The one I bought in 1999 broke through a cracked screen when a pencil got
wedged between the frame and the screen because the hinges were not as strong
as those today.

The T42, T43 and T60 series were absolutely incredible for their times but
were now without fault; even back then they screen bezel was huge and you had
to pay unreasonable money to get a screen with a higher resolution than
1024x800.

My Z60 was a fantastic machine that I ended up giving away. Its battery life,
however, will not be missed.

My last T420 has an assembly that flexed far more than I liked and buttons
whose pretty uniform black wore out with use, but I still keep it in the
closet because it's indestructible. It's ugly as sin though.

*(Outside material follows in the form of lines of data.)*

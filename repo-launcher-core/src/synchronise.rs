//! High-level launch pipeline: prerequisites → sync decision → clone/pull → install.
//!
//! This module wires the core components together in the order a launch needs
//! them and reports back a [`LaunchOutcome`]. It implements a coordinated
//! pipeline that:
//!   - Makes sure the prerequisite packages are importable, installing them and
//!     asking for a restart when they were not
//!   - Decides whether the local checkout must be refreshed (stale HEAD, missing
//!     working copy, failed check, or a leftover marker from an interrupted run)
//!   - Creates the `installing` marker before touching anything
//!   - Clones or pulls the repository
//!   - Resolves the declared dependencies and installs them through the
//!     [`PackageInstallationOrchestrator`]
//!   - Clears the marker only once every specifier installed successfully
//!
//! # Major Types
//! - [`LaunchOutcome`]: what the caller should do next
//! - [`LaunchReport`]: what happened on a run that is ready to hand off
//!
//! # Error Handling
//! The first fatal [`LauncherError`] is returned as is. The marker stays in
//! place so the next launch redoes the sync and the whole install session.
//!
//! # Navigation
//! - Main entrypoint: [`synchronise`]

use std::sync::Arc;
use tracing::{error, info, warn};

use crate::config::LauncherConfig;
use crate::contract::{ArtifactFetcher, InstallRequest, PackageManager, RepoClient};
use crate::error::LauncherError;
use crate::events::{emit, EventSender, LauncherEvent};
use crate::marker::SyncStateStore;
use crate::orchestrator::PackageInstallationOrchestrator;
use crate::repo_sync::{RepoSyncManager, SyncDecision};
use crate::requirements::{PackageSpecifier, RequirementsResolver};

/// Exit code by which a launcher run asks its supervisor to start it again.
pub const BOOTSTRAP_RESTART_EXIT_CODE: i32 = 99;

#[derive(Debug, Clone, PartialEq, Eq)]
pub enum LaunchOutcome {
    /// The repository and its dependencies are in place.
    Ready(LaunchReport),
    /// Prerequisites were just installed; the process must be restarted.
    RestartRequired,
}

#[derive(Debug, Clone, PartialEq, Eq)]
pub struct LaunchReport {
    pub decision: SyncDecision,
    /// Specifiers installed in this run; zero when nothing needed syncing.
    pub installed: usize,
}

pub async fn synchronise<P, F, R>(
    config: &LauncherConfig,
    package_manager: Arc<P>,
    fetcher: Arc<F>,
    repo_client: R,
    events: &EventSender,
) -> Result<LaunchOutcome, LauncherError>
where
    P: PackageManager + 'static,
    F: ArtifactFetcher + 'static,
    R: RepoClient,
{
    info!(repo_url = %config.repo_url, "[LAUNCH] Starting launch pipeline");
    let marker = SyncStateStore::new(&config.work_dir);

    if !ensure_prerequisites(config, package_manager.as_ref(), &marker).await? {
        info!("[LAUNCH] Prerequisites installed; restart required");
        return Ok(LaunchOutcome::RestartRequired);
    }

    let repo = RepoSyncManager::new(repo_client);
    let decision = repo
        .sync_decision(&config.repo_dir, &config.repo_url, marker.is_present())
        .await;
    info!(?decision, "[LAUNCH] Sync decision made");
    if !decision.is_required() {
        return Ok(LaunchOutcome::Ready(LaunchReport {
            decision,
            installed: 0,
        }));
    }

    marker.mark()?;

    emit(
        events,
        LauncherEvent::RepoSyncStarted {
            repo_url: config.repo_url.clone(),
        },
    );
    repo.sync_repo(&config.repo_dir, &config.repo_url)
        .await
        .inspect_err(|e| error!(error = %e, "[LAUNCH][ERROR] Repository sync failed"))?;
    emit(
        events,
        LauncherEvent::RepoSyncFinished {
            repo_url: config.repo_url.clone(),
        },
    );

    let resolver = RequirementsResolver::new(
        config.requirements_file.clone(),
        config.artifact.requirements_file.clone(),
    );
    let specifiers = resolver.resolve(&config.repo_dir)?;

    let orchestrator = PackageInstallationOrchestrator::new(
        package_manager,
        fetcher,
        events.clone(),
        config.artifact.name.clone(),
        config.work_dir.clone(),
    );
    let installed = orchestrator.run(specifiers).await.into_result()?;

    marker.clear()?;
    info!(installed, "[LAUNCH] Repository and dependencies are up to date");
    Ok(LaunchOutcome::Ready(LaunchReport { decision, installed }))
}

/// `Ok(true)` when every prerequisite was already present.
async fn ensure_prerequisites<P>(
    config: &LauncherConfig,
    package_manager: &P,
    marker: &SyncStateStore,
) -> Result<bool, LauncherError>
where
    P: PackageManager,
{
    if config.prerequisites.is_empty() {
        return Ok(true);
    }

    // `pip show` only takes bare names.
    let names = config
        .prerequisites
        .iter()
        .map(|entry| PackageSpecifier::Direct(entry.clone()).package_name())
        .collect();
    let query = package_manager
        .run_to_completion(InstallRequest::Query(names))
        .await?;
    if query.success() {
        return Ok(true);
    }

    warn!(prerequisites = ?config.prerequisites, "[LAUNCH] Prerequisites missing; installing");
    let install = package_manager
        .run_to_completion(InstallRequest::Packages(config.prerequisites.clone()))
        .await?;
    if !install.success() {
        return Err(LauncherError::InstallCommandFailed {
            spec: config.prerequisites.join(" "),
            output: install.output,
        });
    }

    // A freshly bootstrapped environment always gets a full sync afterwards.
    marker.mark()?;
    Ok(false)
}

I have my minor disagreements with the keyboard design of the X250, but the
trackpad is _great_ , the screens have actually usable brightness now with
their default configuration, and battery life has gone way, way, _way_ up.

Let's not look at the past with rose-colored glasses. Every one of those
machines had a minor issue as far a Linux compatibility (always different),
but back then it was a pain in the ass to get the WiFi working, whereas now if
anything I might have a complaint about default keyboard bindings. Things
change, but at no point in all that time did I have to send any of those
machines for repairs (save for the Z60's fan getting clogged with dirt and
some random memory module that died).

People get enamored with their machines and their particular quirks, but I
much prefer the new, thinner machines. The tradeoffs are tradeoffs, and the
defects are just different. Hell I even prefer the new chiclet keys over the
old keys.

The _only_ thing I can say is different is that the frame of the newer
machines flexes more. That is not a defect; a frame that flexes is far more
resistant to falls and impact. All of my machines have fallen off chairs at
some point; all of them survived intact.

------
bsilvereagle
> Vulnerable code of SystemSmmRuntimeRt UEFI driver was copy-pasted by Lenovo
> from Intel reference code for 8-series chipsets.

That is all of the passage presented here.